Оба они привыкли к некоторой причудливости в выражениях-Александра Фомича, но так. он еще никогда не говорил.
— Да вот, — продолжал Вельтман. — Не верите?
И он протянул небольшой листок, исписанный карандашом. Раевский принял его.
— Ну, так и быть, прочтите. Это, Александр Сергеевич, маленькая ваша биография и предсказание будущего.
Раевский начал читать:
— «Александр Фомич Вельтман. 9 час. вечера t°39,7. Вельтман в Кишиневе: э-э, знаю я, по степям ехал, крылышки отращивал. В Крыму, на Кавказе ноженьки крепил: скакать, как кузнечик! Вдоль моря скакал, зелень его набирал, песни подслушивал. А тут в Бессарабии брюшко отращивает со всеми инстинктиками, и хоть у меня 39 и 7, оттого и причудливость в выражениях, но знаю также и то, что головушку окончательно отрастит и затрепещется и заиграет только в Одессе. Ноктюрн в предбаннике у сатаны. Но только что, Вельтман, ты врешь, Пушкин в плащe, и плащ его покроет всю Россию».
Раевский и Пушкин переглянулись. Вельтман лежал, закрыв глаза. Казалось, он впал в беспамятство.
— Что это, бред? — сказал Раевский тихонько. — Вы что-нибудь ему говорили о своих планах с Одессой?
Пушкин кивнул ему головой утвердительно.
— Надо бы доктора.
Это Вельтман расслышал.
— Нет, нет! Я засну и завтра буду здоров. Прикройте меня… плащом. — И он повернулся на правый бок. — Мне становится холодно.

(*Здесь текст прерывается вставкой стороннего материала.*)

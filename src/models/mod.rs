//! Request, response and upstream payload types.
//!
//! Asana entities are opaque to the relay, so task bodies stay
//! `serde_json::Value` and only the shapes the relay itself builds are typed.

/// `{"data": ...}` envelope
pub mod envelope;
/// Query-string extractors
pub mod query;
/// Task create/update bodies
pub mod task;
/// OAuth token exchange
pub mod token;
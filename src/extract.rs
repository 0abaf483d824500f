//! Custom request extractors.

use axum::{
    Json,
    body::Bytes,
    extract::{FromRequest, Request, rejection::JsonRejection},
    http::{HeaderMap, header},
};
use serde::de::DeserializeOwned;

/// JSON body that falls back to `T::default()`.
///
/// A request without a JSON content type, or with an empty body, yields the
/// default value instead of a rejection, the same as an empty JSON object.
/// A JSON body that fails to parse is still rejected with axum's
/// `JsonRejection`.
#[derive(Debug, Clone, Copy, Default)]
pub struct JsonOrEmpty<T>(pub T);

impl<T, S> FromRequest<S> for JsonOrEmpty<T>
where
    T: DeserializeOwned + Default,
    S: Send + Sync,
{
    type Rejection = JsonRejection;

    async fn from_request(req: Request, state: &S) -> Result<Self, Self::Rejection> {
        if !is_json(req.headers()) {
            return Ok(Self(T::default()));
        }

        let bytes = Bytes::from_request(req, state).await?;
        if bytes.iter().all(u8::is_ascii_whitespace) {
            return Ok(Self(T::default()));
        }

        let Json(value) = Json::<T>::from_bytes(&bytes)?;
        Ok(Self(value))
    }
}

/// `application/json` or `application/*+json`, parameters such as `charset` ignored.
fn is_json(headers: &HeaderMap) -> bool {
    headers
        .get(header::CONTENT_TYPE)
        .and_then(|value| value.to_str().ok())
        .and_then(|value| value.split(';').next())
        .map(|mime| mime.trim().to_ascii_lowercase())
        .is_some_and(|mime| {
            mime == "application/json"
                || (mime.starts_with("application/") && mime.ends_with("+json"))
        })
}
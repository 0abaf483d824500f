//! Application configuration management.
//!
//! This module handles loading configuration from environment variables.
//! It uses the `envy` crate to automatically deserialize environment variables into a type-safe struct.

use serde::Deserialize;

/// Application configuration loaded from environment variables.
///
/// # Environment Variables
///
/// - `ASANA_CLIENT_ID` (required): OAuth client id registered with Asana
/// - `ASANA_CLIENT_SECRET` (required): OAuth client secret
/// - `ASANA_REDIRECT_URI` (required): callback URL registered with Asana
/// - `PORT` (optional): HTTP server port, defaults to 3000
/// - `ASANA_AUTH_URL`, `ASANA_TOKEN_URL`, `ASANA_API_BASE_URL` (optional): upstream endpoints
/// - `SESSION_TTL_HOURS` (optional): session lifetime, defaults to 24
/// - `STATIC_DIR` (optional): browser client directory, defaults to `public`
/// - `UPSTREAM_TIMEOUT_SECS` (optional): per-request upstream timeout, unset means none
#[derive(Debug, Clone, Deserialize)]
pub struct Config {
    pub asana_client_id: String,

    pub asana_client_secret: String,

    pub asana_redirect_uri: String,

    #[serde(default = "default_port")]
    pub port: u16,

    #[serde(default = "default_auth_url")]
    pub asana_auth_url: String,

    #[serde(default = "default_token_url")]
    pub asana_token_url: String,

    #[serde(default = "default_api_base_url")]
    pub asana_api_base_url: String,

    #[serde(default = "default_session_ttl_hours")]
    pub session_ttl_hours: u32,

    #[serde(default = "default_static_dir")]
    pub static_dir: String,

    #[serde(default)]
    pub upstream_timeout_secs: Option<u64>,
}

/// Default port if PORT environment variable is not set.
fn default_port() -> u16 {
    3000
}

fn default_auth_url() -> String {
    "https://app.asana.com/-/oauth_authorize".to_string()
}

fn default_token_url() -> String {
    "https://app.asana.com/-/oauth_token".to_string()
}

fn default_api_base_url() -> String {
    "https://app.asana.com/api/1.0".to_string()
}

fn default_session_ttl_hours() -> u32 {
    24
}

fn default_static_dir() -> String {
    "public".to_string()
}

impl Config {
    /// Load configuration from environment variables.
    ///
    /// This method first attempts to load a `.env` file (which is optional),
    /// then reads environment variables and deserializes them into a Config struct.
    ///
    /// # Errors
    ///
    /// Returns an error if:
    /// - Required environment variables are missing (e.g., ASANA_CLIENT_ID)
    /// - Environment variable values cannot be parsed into expected types
    pub fn from_env() -> Result<Self, envy::Error> {
        // Try to load .env file if it exists (does nothing if not found)
        dotenvy::dotenv().ok();

        // Field names are automatically converted: asana_client_id -> ASANA_CLIENT_ID
        envy::from_env::<Config>()
    }
}
//! HTTP request handlers (route handlers).
//!
//! Each relay handler is an async function that:
//! 1. Receives the session context and request data (path, query, JSON body)
//! 2. Makes exactly one call to Asana
//! 3. Returns the (possibly unwrapped) Asana response or an `AppError`
/// OAuth login flow
pub mod oauth;
/// Task endpoints
pub mod tasks;
/// Current user and workspace users
pub mod users;
/// Workspaces and projects
pub mod workspaces;
//! In-memory browser session store.
//!
//! Sessions are keyed by a random UUID that travels in the
//! [`SESSION_COOKIE_NAME`] cookie. Each entry holds the Asana tokens obtained
//! at the OAuth callback and an expiry timestamp; expired entries read as
//! absent and are dropped by [`SessionStore::cleanup_expired`].
//!
//! Ids are only ever issued by [`SessionStore::create`], so a browser cannot
//! choose the id its tokens are stored under.

use std::{collections::HashMap, sync::Arc};

use chrono::{DateTime, Duration, Utc};
use tokio::sync::RwLock;
use uuid::Uuid;

/// Cookie carrying the session id.
pub const SESSION_COOKIE_NAME: &str = "asana_relay_session";

/// Tokens held for one browser.
#[derive(Debug, Clone, Default, PartialEq, Eq)]
pub struct SessionData {
    pub access_token: Option<String>,

    /// Stored but never used; token refresh is not automated.
    pub refresh_token: Option<String>,
}

#[derive(Debug)]
struct Entry {
    data: SessionData,
    expires_at: DateTime<Utc>,
}

/// Shared session store. Clones share the same map.
#[derive(Debug, Clone)]
pub struct SessionStore {
    sessions: Arc<RwLock<HashMap<String, Entry>>>,
    /// Session validity period
    ttl: Duration,
}

impl SessionStore {
    pub fn new(ttl_hours: u32) -> Self {
        Self {
            sessions: Arc::new(RwLock::new(HashMap::new())),
            ttl: Duration::hours(i64::from(ttl_hours)),
        }
    }

    /// Look up a live session.
    pub async fn get(&self, id: &str) -> Option<SessionData> {
        let sessions = self.sessions.read().await;
        let now = Utc::now();

        sessions
            .get(id)
            .filter(|entry| entry.expires_at > now)
            .map(|entry| entry.data.clone())
    }

    /// Store `data` under a freshly issued id and return that id.
    pub async fn create(&self, data: SessionData) -> String {
        let id = Uuid::new_v4().to_string();
        let expires_at = Utc::now()
            .checked_add_signed(self.ttl)
            .unwrap_or(DateTime::<Utc>::MAX_UTC);

        let mut sessions = self.sessions.write().await;
        sessions.insert(id.clone(), Entry { data, expires_at });

        id
    }

    /// Forget a session. Unknown ids are ignored.
    pub async fn remove(&self, id: &str) {
        let mut sessions = self.sessions.write().await;
        sessions.remove(id);
    }

    /// Drop every expired session.
    pub async fn cleanup_expired(&self) {
        let now = Utc::now();
        let mut sessions = self.sessions.write().await;
        sessions.retain(|_, entry| entry.expires_at > now);
    }

    #[cfg(test)]
    pub async fn len(&self) -> usize {
        self.sessions.read().await.len()
    }
}
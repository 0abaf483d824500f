//! OAuth login HTTP handlers.
//!
//! This module implements the two public endpoints of the login flow:
//! - GET /asana/login - Redirect the browser to Asana's consent page
//! - GET /asana/oauth/callback - Exchange the code and start a session

use crate::{
    error::AppError,
    models::query::CallbackQuery,
    services::oauth_service,
    session_store::{SESSION_COOKIE_NAME, SessionData},
    state::AppState,
};
use axum::{
    extract::{Query, State},
    http::{StatusCode, header},
    response::{IntoResponse, Response},
};
use axum_extra::extract::{
    CookieJar,
    cookie::{Cookie, SameSite},
};

/// `302 Found` to `location`.
fn found(location: String) -> Response {
    (StatusCode::FOUND, [(header::LOCATION, location)]).into_response()
}

/// Start the OAuth flow.
///
/// # Endpoint
///
/// `GET /asana/login`
///
/// # Response
///
/// - **302 Found**: `Location` is Asana's authorization URL carrying the
///   configured client id and redirect URI
pub async fn login(State(state): State<AppState>) -> Response {
    found(oauth_service::authorize_url(&state.config))
}

/// Finish the OAuth flow.
///
/// # Endpoint
///
/// `GET /asana/oauth/callback?code=...`
///
/// # Response
///
/// - **302 Found** to `/`: tokens stored in a new session, session cookie set
///   (any session the browser already had is discarded)
/// - **Error (400)**: `{"error": <token endpoint error body or message>}`
///
/// A missing `code` is sent upstream as an empty code and fails there.
pub async fn oauth_callback(
    State(state): State<AppState>,
    jar: CookieJar,
    Query(query): Query<CallbackQuery>,
) -> Result<(CookieJar, Response), AppError> {
    let code = query.code.unwrap_or_default();

    let tokens = oauth_service::exchange_code(&state.asana, &state.config, &code).await?;

    // Never keep a pre-login id: the new tokens always get a fresh session.
    if let Some(previous) = jar.get(SESSION_COOKIE_NAME) {
        state.sessions.remove(previous.value()).await;
    }
    let session_id = state
        .sessions
        .create(SessionData {
            access_token: Some(tokens.access_token),
            refresh_token: tokens.refresh_token,
        })
        .await;
    tracing::info!("Asana login completed, session established");

    let cookie = Cookie::build((SESSION_COOKIE_NAME, session_id))
        .path("/")
        .http_only(true)
        .same_site(SameSite::Lax)
        .build();

    Ok((jar.add(cookie), found("/".to_string())))
}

Когда приятели ушли, он полежал немного спокойно. Потом приподнялся на локте, взял свою запись и поднес к пламени горевшей у изголовья свечи. Убедившись, что все сожжено, он улыбнулся, дунул на свечку и потянулся по-молодому, «торопясь выздоравливать», как сказал бы он сам на причудливом своем языке.
— Вот чудотвор, — отозвался на обратном пути Владимир Раевский. — Такого градуса, кажется, ни разу еще он не давал. Но все же высоко ценит он вас.
— Да, — отвечал задумчиво Пушкин. — Но это надо еще оправдать. А вот, что брюшко я отращиваю, и об инстинктиках. Брюшка у меня нет, а что до этих самых инстинктиков… Раевский, он прав, их у меня еще сколько угодно!
На одном из перекрестков они распрощались.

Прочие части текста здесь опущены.